DATA LISTING ▸
----

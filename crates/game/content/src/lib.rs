//! Data-driven planner content and loaders.
//!
//! This crate reads the files the planner works from:
//! - Rules configuration (TOML): grammar, operator codes, bonus whitelist
//! - Item, nano and perk catalog (RON)
//! - Character profiles (RON): stats, skill investments, equipped items,
//!   perks and running buffs
//!
//! Catalog criteria are stored with raw operator codes and decoded with the
//! loaded rules, so the same catalog file can be read under different
//! operator conventions.

pub mod loaders;

pub use loaders::{
    CatalogLoader, ContentFactory, LoadResult, PlannerContent, Profile, ProfileLoader,
    RulesLoader,
};
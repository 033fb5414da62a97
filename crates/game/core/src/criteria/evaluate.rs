//! Requirement evaluation.
//!
//! Two readings of a flat criterion list are supported:
//!
//! - [`CriteriaGrammar::Grouped`] (default): comparisons are ANDed left to
//!   right; an OR marker closes the current group and the groups are ORed.
//!   `(A B OR C D)` reads as `(A && B) || (C && D)`.
//! - [`CriteriaGrammar::Postfix`]: a stack machine. Comparisons push their
//!   result, AND/OR markers pop two and push the combination, and whatever
//!   remains on the stack is ANDed. `(A B OR C)` reads as `(A || B) && C`.
//!
//! In both readings, criteria scoped to the target by a target modifier are
//! skipped entirely.

use crate::stats::ActorStats;

use super::operator::Operator;
use super::sequence::{Criterion, CriterionSequence, Scope};

/// How AND/OR markers combine neighbouring comparisons.
#[derive(
    Clone, Copy, Debug, Default, PartialEq, Eq, Hash, strum::Display, strum::EnumString,
)]
#[cfg_attr(feature = "serde", derive(serde::Serialize, serde::Deserialize))]
#[cfg_attr(feature = "serde", serde(rename_all = "snake_case"))]
#[strum(serialize_all = "snake_case", ascii_case_insensitive)]
pub enum CriteriaGrammar {
    #[default]
    Grouped,
    Postfix,
}

/// Outcome of evaluating a sequence against an actor.
#[derive(Clone, Debug, PartialEq, Eq)]
pub struct Evaluation {
    pub satisfied: bool,
    /// Every actor-scoped comparison that did not hold, in sequence order.
    pub failed_criteria: Vec<Criterion>,
}

impl Evaluation {
    fn satisfied() -> Self {
        Self {
            satisfied: true,
            failed_criteria: Vec::new(),
        }
    }
}

/// Stateless requirement evaluator for one grammar.
#[derive(Clone, Copy, Debug, Default, PartialEq, Eq)]
pub struct Evaluator {
    grammar: CriteriaGrammar,
}

impl Evaluator {
    pub const fn new(grammar: CriteriaGrammar) -> Self {
        Self { grammar }
    }

    pub const fn grammar(&self) -> CriteriaGrammar {
        self.grammar
    }

    /// Decides whether `actor` meets every actor-scoped requirement.
    pub fn evaluate(&self, sequence: &CriterionSequence, actor: &ActorStats) -> Evaluation {
        if sequence.is_empty() {
            return Evaluation::satisfied();
        }
        match self.grammar {
            CriteriaGrammar::Grouped => evaluate_grouped(sequence, actor),
            CriteriaGrammar::Postfix => evaluate_postfix(sequence, actor),
        }
    }
}

/// Evaluates `sequence` with the default grouped grammar.
pub fn evaluate_requirements(sequence: &CriterionSequence, actor: &ActorStats) -> Evaluation {
    Evaluator::default().evaluate(sequence, actor)
}

fn evaluate_grouped(sequence: &CriterionSequence, actor: &ActorStats) -> Evaluation {
    let mut failed_criteria = Vec::new();
    // `None` while the current group has no comparisons yet.
    let mut group: Option<bool> = None;
    let mut any_group_passed = false;
    let mut saw_group = false;

    // `scoped()` never yields target modifiers, so every other arm is a comparison.
    for item in sequence.scoped() {
        if item.scope == Scope::Target {
            continue;
        }
        let criterion = item.criterion;
        match criterion.operator {
            Operator::LogicalAnd => {}
            Operator::LogicalOr => {
                if let Some(passed) = group.take() {
                    saw_group = true;
                    any_group_passed |= passed;
                }
            }
            _ => {
                let passed = criterion.matches(actor);
                if !passed {
                    failed_criteria.push(*criterion);
                }
                group = Some(group.unwrap_or(true) && passed);
            }
        }
    }
    if let Some(passed) = group {
        saw_group = true;
        any_group_passed |= passed;
    }

    Evaluation {
        satisfied: !saw_group || any_group_passed,
        failed_criteria,
    }
}

fn evaluate_postfix(sequence: &CriterionSequence, actor: &ActorStats) -> Evaluation {
    let mut failed_criteria = Vec::new();
    let mut stack: Vec<bool> = Vec::with_capacity(sequence.len());

    for item in sequence.scoped() {
        if item.scope == Scope::Target {
            continue;
        }
        let criterion = item.criterion;
        match criterion.operator {
            Operator::LogicalAnd | Operator::LogicalOr => {
                // Underflow means malformed data; the marker is ignored.
                if stack.len() < 2 {
                    continue;
                }
                let (Some(rhs), Some(lhs)) = (stack.pop(), stack.pop()) else {
                    continue;
                };
                stack.push(if criterion.operator == Operator::LogicalAnd {
                    lhs && rhs
                } else {
                    lhs || rhs
                });
            }
            _ => {
                let passed = criterion.matches(actor);
                if !passed {
                    failed_criteria.push(*criterion);
                }
                stack.push(passed);
            }
        }
    }

    Evaluation {
        satisfied: stack.iter().all(|passed| *passed),
        failed_criteria,
    }
}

----

TASK BRIEF ▸ The answer must consist of every line from the entries above that contains "reads".

RESPONSE ▸
//! This crate reads the files the planner works from:
//!   `(A B OR C D)` reads as `(A && B) || (C && D)`.
//!   remains on the stack is ANDed. `(A B OR C)` reads as `(A || B) && C`.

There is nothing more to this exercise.